Quote from: rickfc on April 30, 2012, 08:45:18 PM

So, other than surgery, is there any other recourse for the issues you're having? Would further putting off surgery make the issue harder to correct?

We first tried physical therapy, traction, and oral anti-inflammatories with zero improvement.  We then moved on to the first round of epidural injections at C6 and C7:



The first phase of injections only made symptoms worse and when initial inflammation subsided from the injections I went back to where I was with no progress forward.

We then did a 2nd phase of injections this past Tuesday as sometimes the first round may not be effective but an additional 2nd round can sometimes show better results.  So far not so good.

The final option is a 3rd phase of epidural injections.  Most spine specialists will only do up to three, but if at three there is no improvement then the procedure is deemed ineffective.  It is at this point that surgery becomes the primary next option.

Quote
Do you risk making the problem worse by pushing yourself at the gym?

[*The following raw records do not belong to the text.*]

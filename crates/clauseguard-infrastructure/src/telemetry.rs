//! Tracing subscriber setup.

use clauseguard_core::config::LoggingConfig;
use clauseguard_core::error::{ClauseError, Result};
use tracing_subscriber::layer::SubscriberExt;
use tracing_subscriber::util::SubscriberInitExt;
use tracing_subscriber::{EnvFilter, fmt};

/// Installs the global tracing subscriber.
///
/// `RUST_LOG` takes precedence over `config.level`.
///
/// # Errors
///
/// Returns `ClauseError::Config` if a global subscriber is already set.
pub fn init_tracing(config: &LoggingConfig) -> Result<()> {
    let env_filter =
        EnvFilter::try_from_default_env().unwrap_or_else(|_| EnvFilter::new(&config.level));

    let subscriber = tracing_subscriber::registry().with(env_filter);

    let result = if config.json {
        subscriber
            .with(fmt::layer().json().with_target(true))
            .try_init()
    } else {
        subscriber.with(fmt::layer().with_target(true)).try_init()
    };

    result.map_err(|e| ClauseError::config(format!("Failed to install tracing subscriber: {}", e)))
}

Potentially, if I go too hard, lift too much weight, or do too much high-impact stuff (running, jumping, etc).  If I keep up with light training I have little risk of making things worse, but my discomfort level is pretty high.  The hard part is pushing through the problems (shooting pains, numbness, tingling, pectoral and deltoid numbness and soreness, weakness, etc).  

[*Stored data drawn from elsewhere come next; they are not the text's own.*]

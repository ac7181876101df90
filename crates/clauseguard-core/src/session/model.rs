//! Session domain model.
//!
//! This module contains the core Session entity that represents one contract
//! analysis run, together with the descriptors of the documents generated
//! from it.

use serde::{Deserialize, Serialize};

/// Language the analysis service detected in the uploaded contract.
#[derive(Debug, Clone, Copy, PartialEq, Eq, Serialize, Deserialize, Default)]
#[serde(rename_all = "lowercase")]
pub enum DetectedLanguage {
    Ar,
    #[default]
    En,
}

/// A file stored by the analysis service.
#[derive(Debug, Clone, PartialEq, Eq, Serialize, Deserialize)]
#[serde(rename_all = "camelCase")]
pub struct RemoteFile {
    /// Download URL
    pub url: String,
    /// Identifier of the object in remote storage, when the service reports one
    #[serde(default, skip_serializing_if = "Option::is_none")]
    pub storage_id: Option<String>,
    /// File format ("docx", "txt", "pdf")
    pub format: String,
    /// Filename presented to the user
    pub display_filename: String,
}

/// The set of files produced for one generated document.
///
/// A modified contract usually comes as docx and txt; a marked contract
/// and a preview only carry a single rendition.
#[derive(Debug, Clone, PartialEq, Eq, Serialize, Deserialize, Default)]
#[serde(rename_all = "camelCase")]
pub struct ContractArtifacts {
    #[serde(default, skip_serializing_if = "Option::is_none")]
    pub docx: Option<RemoteFile>,
    #[serde(default, skip_serializing_if = "Option::is_none")]
    pub txt: Option<RemoteFile>,
    #[serde(default, skip_serializing_if = "Option::is_none")]
    pub pdf: Option<RemoteFile>,
}

impl ContractArtifacts {
    /// Returns true if no rendition is present.
    pub fn is_empty(&self) -> bool {
        self.docx.is_none() && self.txt.is_none() && self.pdf.is_none()
    }
}

/// One contract analysis run.
///
/// Created when upload+analyze succeeds or when a persisted session id is
/// rehydrated. A new upload replaces it wholesale; it is never merged.
#[derive(Debug, Clone, PartialEq, Serialize, Deserialize)]
#[serde(rename_all = "camelCase")]
pub struct Session {
    /// Opaque session identifier assigned by the analysis service
    pub session_id: String,
    /// Filename of the uploaded contract
    pub original_filename: String,
    /// Format of the uploaded contract ("docx", "pdf", ...)
    pub original_format: String,
    pub detected_language: DetectedLanguage,
    /// Timestamp of the analysis (ISO 8601 format)
    pub analysis_timestamp: String,
    #[serde(default, skip_serializing_if = "Option::is_none")]
    pub modified_contract_info: Option<ContractArtifacts>,
    #[serde(default, skip_serializing_if = "Option::is_none")]
    pub marked_contract_info: Option<ContractArtifacts>,
    #[serde(default, skip_serializing_if = "Option::is_none")]
    pub pdf_preview_info: Option<ContractArtifacts>,
}

impl Session {
    /// Returns the original filename without its extension.
    ///
    /// Used to derive the display names of generated documents.
    pub fn filename_stem(&self) -> &str {
        let name = self.original_filename.as_str();
        match name.rfind('.') {
            Some(idx) if idx > 0 => &name[..idx],
            _ => name,
        }
    }
}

For now I can either be miserable and sedentary or miserable and fit.  I'm currently going back to "miserable and fit" as "miserable and sedentary" is starting to become a more serious problem mentally.

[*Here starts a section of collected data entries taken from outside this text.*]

//! Error types for the Clauseguard engine.

use serde::{Deserialize, Serialize};
use thiserror::Error;

/// A shared error type for the entire Clauseguard engine.
///
/// Every public operation returns this type instead of panicking, so the
/// UI layer decides how a failure is presented. Variants are `Clone` and
/// serializable so they can be forwarded to a frontend bridge unchanged.
#[derive(Error, Debug, Clone, PartialEq, Serialize, Deserialize)]
pub enum ClauseError {
    /// Input rejected before any remote call was made
    #[error("Validation error: {0}")]
    Validation(String),

    /// A guard for the same entity is already held
    #[error("Operation '{operation}' rejected: another operation is in flight for {entity}")]
    ConcurrentOperation { entity: String, operation: String },

    /// The remote call could not be completed
    #[error("Transport error: {0}")]
    Transport(String),

    /// The remote service reported a failure
    #[error("Server error: {message}")]
    Server { message: String },

    /// Entity not found error with type information
    #[error("Entity not found: {entity_type} '{id}'")]
    NotFound {
        entity_type: &'static str,
        id: String,
    },

    /// A response arrived for a session that is no longer current
    #[error("Response for session '{session_id}' was superseded and discarded")]
    Superseded { session_id: String },

    /// IO error (file system operations)
    #[error("IO error: {message}")]
    Io { message: String },

    /// Serialization/deserialization error
    #[error("Serialization error: {format} - {message}")]
    Serialization {
        format: String, // "TOML", "JSON", etc.
        message: String,
    },

    /// Configuration error
    #[error("Configuration error: {0}")]
    Config(String),

    /// Internal error (should not happen in normal operation)
    #[error("Internal error: {0}")]
    Internal(String),
}

impl ClauseError {
    // ============================================================================
    // Constructor helpers
    // ============================================================================

    /// Creates a Validation error
    pub fn validation(message: impl Into<String>) -> Self {
        Self::Validation(message.into())
    }

    /// Creates a ConcurrentOperation error
    pub fn concurrent(entity: impl Into<String>, operation: impl Into<String>) -> Self {
        Self::ConcurrentOperation {
            entity: entity.into(),
            operation: operation.into(),
        }
    }

    /// Creates a Transport error
    pub fn transport(message: impl Into<String>) -> Self {
        Self::Transport(message.into())
    }

    /// Creates a Server error
    pub fn server(message: impl Into<String>) -> Self {
        Self::Server {
            message: message.into(),
        }
    }

    /// Creates a NotFound error
    pub fn not_found(entity_type: &'static str, id: impl Into<String>) -> Self {
        Self::NotFound {
            entity_type,
            id: id.into(),
        }
    }

    /// Creates a Superseded error
    pub fn superseded(session_id: impl Into<String>) -> Self {
        Self::Superseded {
            session_id: session_id.into(),
        }
    }

    /// Creates an IO error
    pub fn io(message: impl Into<String>) -> Self {
        Self::Io {
            message: message.into(),
        }
    }

    /// Creates a Config error
    pub fn config(message: impl Into<String>) -> Self {
        Self::Config(message.into())
    }

    /// Creates an Internal error
    pub fn internal(message: impl Into<String>) -> Self {
        Self::Internal(message.into())
    }

    // ============================================================================
    // Type checking methods
    // ============================================================================

    /// Check if this is a Validation error
    pub fn is_validation(&self) -> bool {
        matches!(self, Self::Validation(_))
    }

    /// Check if this is a ConcurrentOperation error
    pub fn is_concurrent(&self) -> bool {
        matches!(self, Self::ConcurrentOperation { .. })
    }

    /// Check if this is a NotFound error
    pub fn is_not_found(&self) -> bool {
        matches!(self, Self::NotFound { .. })
    }

    /// Check if this is a Superseded error
    pub fn is_superseded(&self) -> bool {
        matches!(self, Self::Superseded { .. })
    }

    /// Check if the failure came from the remote analysis service.
    ///
    /// Returns true for `Transport`, `Server` and `NotFound`.
    pub fn is_remote(&self) -> bool {
        matches!(
            self,
            Self::Transport(_) | Self::Server { .. } | Self::NotFound { .. }
        )
    }

    /// Human-readable message for display in the UI.
    ///
    /// Strips the variant prefix for remote failures so the server's own
    /// wording is what the user sees.
    pub fn user_message(&self) -> String {
        match self {
            Self::Server { message } => message.clone(),
            Self::Transport(message) => message.clone(),
            Self::Validation(message) => message.clone(),
            other => other.to_string(),
        }
    }
}

// ============================================================================
// From implementations for automatic conversion
// ============================================================================

impl From<std::io::Error> for ClauseError {
    fn from(err: std::io::Error) -> Self {
        Self::Io {
            message: format!("{} (kind: {:?})", err, err.kind()),
        }
    }
}

impl From<serde_json::Error> for ClauseError {
    fn from(err: serde_json::Error) -> Self {
        Self::Serialization {
            format: "JSON".to_string(),
            message: err.to_string(),
        }
    }
}

impl From<toml::de::Error> for ClauseError {
    fn from(err: toml::de::Error) -> Self {
        Self::Serialization {
            format: "TOML".to_string(),
            message: err.to_string(),
        }
    }
}

impl From<toml::ser::Error> for ClauseError {
    fn from(err: toml::ser::Error) -> Self {
        Self::Serialization {
            format: "TOML".to_string(),
            message: err.to_string(),
        }
    }
}

/// A type alias for `Result<T, ClauseError>`.
pub type Result<T> = std::result::Result<T, ClauseError>;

Putting off correcting the problem could potentially lead to irreversible and irreparable nerve damage with permanent loss of strength and permanent loss of feeling in some areas (loss of feeling in shoulder, left chest, thumb, index finger, and middle finger along with loss of grip strength, tricep strength, deltoid strength, and pectoral strength).

I can live with the pain and discomfort, but simply living with it will inevitably do irreparable harm.  Typically when symptoms are only pain, numbness, tingling, etc, the problem can be reversed with no lasting harm.  But, when strength starts to go then the problem goes from "easily treatable" to starting to discuss intrusive correction as a more pressing solution.

And my strength has now started to go.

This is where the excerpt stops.